Page:Pastoret - Ordonnances des rois de France de la troisième race, tome 18.djvu/38

Cette page n’a pas encore été corrigée
xxxv
PRÉFACE.

Il est des cas que les lois avoient prévus et déterminés, dans lesquels ce n’étoit pas une portion de l’héritage, mais 1 héritage entier qui passoit dans le domaine du seigneur et en faisoit partie désormais. Ainsi la succession d’un bâtard lui appartenoit. « Si aucun illégitime a aucune chose au jour de son trépas, au seigneur appartient», disoit Boutillier [1]. Il venoit de dire : « A illégitime ne peut rien écheoir, ni de lui ne peut rien écheoir à un autre. » Les coutumes de Berry, de Nivernois, de Bourbonnois, d’Anjou, du Maine, de Blois, de Touraine, de Châlons, de Ponthieu, de Troyes, de Péronne, et plusieurs autres, Établissoient toutes le même droit. Louis IX [2] l’avoit consacré dans ses Établissemens. Nous avons fait connoître, dans le Discours préliminaire du tome XV, les modifications que d’autres coutumes et quelques édits de nos Rois y avoient apportées. Un assez grand nombre même de ces coutumes l’accordèrent au Roi seul, comme celles d’Arras, de Meaux, de Valois, de Bourgogne. Celles qui l’accordoient au seigneur ne le faisoient d’ordinaire que sous cette triple condition : être né dans la seigneurie, y avoir fait sa résidence, y être mort ; et l’on peut ajouter, que les biens laissés y fussent assis [3]. Quelques coutumes aussi bornèrent le droit du seigneur au cas où le bâtard seroit de condition servile [4].

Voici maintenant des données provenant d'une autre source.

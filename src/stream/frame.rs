use std::sync::{Arc, OnceLock};
use std::time::Instant;

use crate::camera::types::RawFrame;

static CLOCK_ORIGIN: OnceLock<Instant> = OnceLock::new();

/// Nanoseconds elapsed on a process-wide monotonic clock.
pub fn monotonic_ns() -> u64 {
    let origin = CLOCK_ORIGIN.get_or_init(Instant::now);
    origin.elapsed().as_nanos() as u64
}

/// One captured image plus its capture timestamp.
///
/// Published frames travel as [`SharedFrame`], so every consumer reads the
/// same allocation and nobody can mutate it after publication.
#[derive(Debug, Clone, PartialEq, Eq)]
pub struct FrameEnvelope {
    /// Pixel payload (opaque to the capture and fan-out path).
    pub data: Vec<u8>,
    pub width: u32,
    pub height: u32,
    /// Bytes per pixel for packed payloads.
    pub channels: u32,
    /// Capture time from [`monotonic_ns`].
    pub captured_at_ns: u64,
}

/// Reference-counted frame handed to consumers.
pub type SharedFrame = Arc<FrameEnvelope>;

impl FrameEnvelope {
    /// Stamp a freshly read frame with the current monotonic time.
    pub fn stamp(raw: RawFrame) -> Self {
        Self {
            data: raw.data,
            width: raw.width,
            height: raw.height,
            channels: raw.channels,
            captured_at_ns: monotonic_ns(),
        }
    }

    /// Payload size in bytes.
    pub fn len(&self) -> usize {
        self.data.len()
    }

    pub fn is_empty(&self) -> bool {
        self.data.is_empty()
    }

    /// Whether the payload is a tightly packed `width * height * channels` image.
    pub fn is_packed(&self) -> bool {
        self.channels > 0
            && self.data.len() == self.width as usize * self.height as usize * self.channels as usize
    }
}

La déshérence encore devint un droit seigneurial. La coutume de Paris, dont les dispositions étoient généralement adoptées, l’accordoit au haut-justicier toutes les fois que le propriétaire d’un héritage alloit de vie à trépas, sans hoirs apparens [5]. D’ordinaire, on attendoit un an et un jour ; si des parens se présentoient dans cet intervalle, on leur remettoit la succession ; s’il ne s’en présentoit pas, elle restoit au seigneur, les dettes préalablement payées [6]. Le haut-justicier avoit droit aux biens meubles comme aux immeubles. A plus forte raison, les vacans ou biens délaissés, abandonnés, devoient-ils lui appartenir. Il en étoit de même pour les épaves, ou les bestiaux qui s’étoient perdus, égarés, et dont le maître étoit inconnu, ainsi que pour les abeilles qui n’étoient pas poursuivies ; droit que plusieurs coutumes désignoient par abeillage, mot employé aussi dans quelques lieux pour exprimer un droit que le seigneur exerçoit sur les ruches des habitans : il pouvoit y prendre une quantité déterminée

Tome XVIII.
eij
  1. Somme rurale, tit. xcv.
  2. Liv. I des Etablissemens, chap. 97. Voir aussi le tom. I des Ordonn. p. 188, 189, 339, 574, art. 4, 557, vers la fin ; et La Thaumassière, Coutume de Berry, p. 618.
  3. Voir la cout. de Châlons, art. 13 ; celle de Reims, art. 335 ; celle de Vermandois, art. 4 ; celle de Touraine, art. 321 ; Bacquet, Droits de justice, ch. xxiii, p. 389 ; Henrion de Pansey, Diss. féod. tom. I, p. 238 et 239.
  4. Celle de Vitry, par exemple, art. 1, et celle de Meaux, art. 31.
  5. Coutume de Paris, art. 167. C’est aussi l’art. 344 de coutume d’Orléans.
  6. Voir les Ordonn. tom. VII, p. 312, art. 20.